Data for review
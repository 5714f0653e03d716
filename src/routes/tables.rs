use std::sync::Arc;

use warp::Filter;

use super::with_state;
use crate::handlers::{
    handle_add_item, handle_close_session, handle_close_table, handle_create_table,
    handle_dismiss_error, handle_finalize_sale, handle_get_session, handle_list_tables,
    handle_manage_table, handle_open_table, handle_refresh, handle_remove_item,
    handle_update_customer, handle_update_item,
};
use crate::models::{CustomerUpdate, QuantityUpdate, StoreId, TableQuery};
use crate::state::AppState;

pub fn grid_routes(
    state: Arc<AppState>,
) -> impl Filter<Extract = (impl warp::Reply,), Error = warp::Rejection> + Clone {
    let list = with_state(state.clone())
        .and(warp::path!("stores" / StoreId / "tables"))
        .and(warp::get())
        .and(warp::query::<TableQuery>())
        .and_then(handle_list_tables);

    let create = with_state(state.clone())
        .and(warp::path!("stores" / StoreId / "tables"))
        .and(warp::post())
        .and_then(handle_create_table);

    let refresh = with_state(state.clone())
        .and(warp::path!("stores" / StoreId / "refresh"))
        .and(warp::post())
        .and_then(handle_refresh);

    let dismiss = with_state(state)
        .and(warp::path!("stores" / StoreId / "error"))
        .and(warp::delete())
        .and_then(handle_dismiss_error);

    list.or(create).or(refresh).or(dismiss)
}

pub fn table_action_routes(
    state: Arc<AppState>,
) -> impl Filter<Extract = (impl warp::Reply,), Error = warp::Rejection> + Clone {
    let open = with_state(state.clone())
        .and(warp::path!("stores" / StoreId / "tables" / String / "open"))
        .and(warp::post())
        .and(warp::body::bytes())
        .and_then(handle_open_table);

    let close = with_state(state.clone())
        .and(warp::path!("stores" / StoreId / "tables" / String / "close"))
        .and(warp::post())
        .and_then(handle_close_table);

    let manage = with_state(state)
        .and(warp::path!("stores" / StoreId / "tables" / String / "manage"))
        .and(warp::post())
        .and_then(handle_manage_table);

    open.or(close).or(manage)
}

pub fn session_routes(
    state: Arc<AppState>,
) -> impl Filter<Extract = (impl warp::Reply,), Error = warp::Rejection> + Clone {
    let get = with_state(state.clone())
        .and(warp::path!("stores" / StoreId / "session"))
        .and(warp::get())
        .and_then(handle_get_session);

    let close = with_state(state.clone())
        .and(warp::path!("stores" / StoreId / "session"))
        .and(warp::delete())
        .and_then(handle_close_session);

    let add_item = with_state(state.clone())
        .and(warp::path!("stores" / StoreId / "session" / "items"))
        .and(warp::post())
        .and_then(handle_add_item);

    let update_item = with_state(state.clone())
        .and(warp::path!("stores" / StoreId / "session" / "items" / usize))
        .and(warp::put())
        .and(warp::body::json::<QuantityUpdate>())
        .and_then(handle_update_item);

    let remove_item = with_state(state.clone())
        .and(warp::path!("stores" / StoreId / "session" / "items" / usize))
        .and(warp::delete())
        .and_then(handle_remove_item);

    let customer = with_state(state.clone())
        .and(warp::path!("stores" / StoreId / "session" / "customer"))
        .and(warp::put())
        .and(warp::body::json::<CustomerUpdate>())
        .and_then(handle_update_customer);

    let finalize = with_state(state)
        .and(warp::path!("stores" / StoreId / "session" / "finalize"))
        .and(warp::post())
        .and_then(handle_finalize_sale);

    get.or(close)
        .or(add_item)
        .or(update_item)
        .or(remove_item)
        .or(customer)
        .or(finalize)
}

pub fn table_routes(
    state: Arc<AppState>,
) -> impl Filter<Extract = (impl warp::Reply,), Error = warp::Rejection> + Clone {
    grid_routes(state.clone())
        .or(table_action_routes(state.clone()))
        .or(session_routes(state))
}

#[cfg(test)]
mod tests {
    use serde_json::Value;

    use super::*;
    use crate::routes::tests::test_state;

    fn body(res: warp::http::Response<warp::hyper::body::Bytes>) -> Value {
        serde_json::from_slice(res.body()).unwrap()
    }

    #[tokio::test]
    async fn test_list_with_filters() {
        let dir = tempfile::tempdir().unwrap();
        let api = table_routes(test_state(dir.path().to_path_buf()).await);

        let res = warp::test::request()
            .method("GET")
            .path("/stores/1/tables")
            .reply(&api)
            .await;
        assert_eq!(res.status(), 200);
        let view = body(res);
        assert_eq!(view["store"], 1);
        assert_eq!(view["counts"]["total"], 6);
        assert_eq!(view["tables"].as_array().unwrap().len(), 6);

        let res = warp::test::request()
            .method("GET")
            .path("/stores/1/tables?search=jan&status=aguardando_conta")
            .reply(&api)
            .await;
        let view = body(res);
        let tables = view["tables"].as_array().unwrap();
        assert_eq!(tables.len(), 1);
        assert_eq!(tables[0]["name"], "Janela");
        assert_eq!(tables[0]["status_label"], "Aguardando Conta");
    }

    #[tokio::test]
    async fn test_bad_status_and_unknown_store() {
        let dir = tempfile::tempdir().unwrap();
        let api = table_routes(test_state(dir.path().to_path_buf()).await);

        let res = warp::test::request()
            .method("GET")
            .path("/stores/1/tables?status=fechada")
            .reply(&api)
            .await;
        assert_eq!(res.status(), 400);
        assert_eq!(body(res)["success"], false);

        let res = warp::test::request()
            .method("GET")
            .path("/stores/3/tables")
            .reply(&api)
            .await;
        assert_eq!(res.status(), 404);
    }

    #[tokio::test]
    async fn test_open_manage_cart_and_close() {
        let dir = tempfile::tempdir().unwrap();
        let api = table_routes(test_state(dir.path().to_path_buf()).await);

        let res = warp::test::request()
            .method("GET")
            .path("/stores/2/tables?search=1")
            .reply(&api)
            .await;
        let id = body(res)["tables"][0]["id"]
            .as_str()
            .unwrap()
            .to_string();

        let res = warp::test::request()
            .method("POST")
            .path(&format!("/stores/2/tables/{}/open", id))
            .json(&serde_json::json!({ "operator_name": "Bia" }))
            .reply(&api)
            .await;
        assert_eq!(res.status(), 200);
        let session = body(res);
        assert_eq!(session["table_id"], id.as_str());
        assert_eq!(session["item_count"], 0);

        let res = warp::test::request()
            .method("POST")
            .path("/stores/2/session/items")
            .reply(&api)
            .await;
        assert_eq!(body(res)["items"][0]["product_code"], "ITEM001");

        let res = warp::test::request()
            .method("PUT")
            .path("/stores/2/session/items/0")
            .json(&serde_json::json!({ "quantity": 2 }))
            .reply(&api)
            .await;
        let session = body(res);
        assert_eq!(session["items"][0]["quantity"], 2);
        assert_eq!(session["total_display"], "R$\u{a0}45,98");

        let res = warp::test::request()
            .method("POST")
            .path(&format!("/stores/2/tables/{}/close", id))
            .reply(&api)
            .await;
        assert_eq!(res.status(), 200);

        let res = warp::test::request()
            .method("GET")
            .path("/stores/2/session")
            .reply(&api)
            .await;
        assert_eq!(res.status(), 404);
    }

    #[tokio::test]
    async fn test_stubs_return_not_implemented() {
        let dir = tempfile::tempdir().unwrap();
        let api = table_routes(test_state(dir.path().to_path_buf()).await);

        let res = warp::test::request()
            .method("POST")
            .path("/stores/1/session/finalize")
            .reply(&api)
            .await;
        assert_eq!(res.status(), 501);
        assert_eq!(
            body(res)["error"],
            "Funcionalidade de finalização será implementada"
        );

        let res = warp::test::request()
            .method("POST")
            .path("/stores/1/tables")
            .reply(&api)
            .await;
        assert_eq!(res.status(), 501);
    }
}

Problem
Please give the number of lines in the listing that include "items", with nothing else.

Answer section
7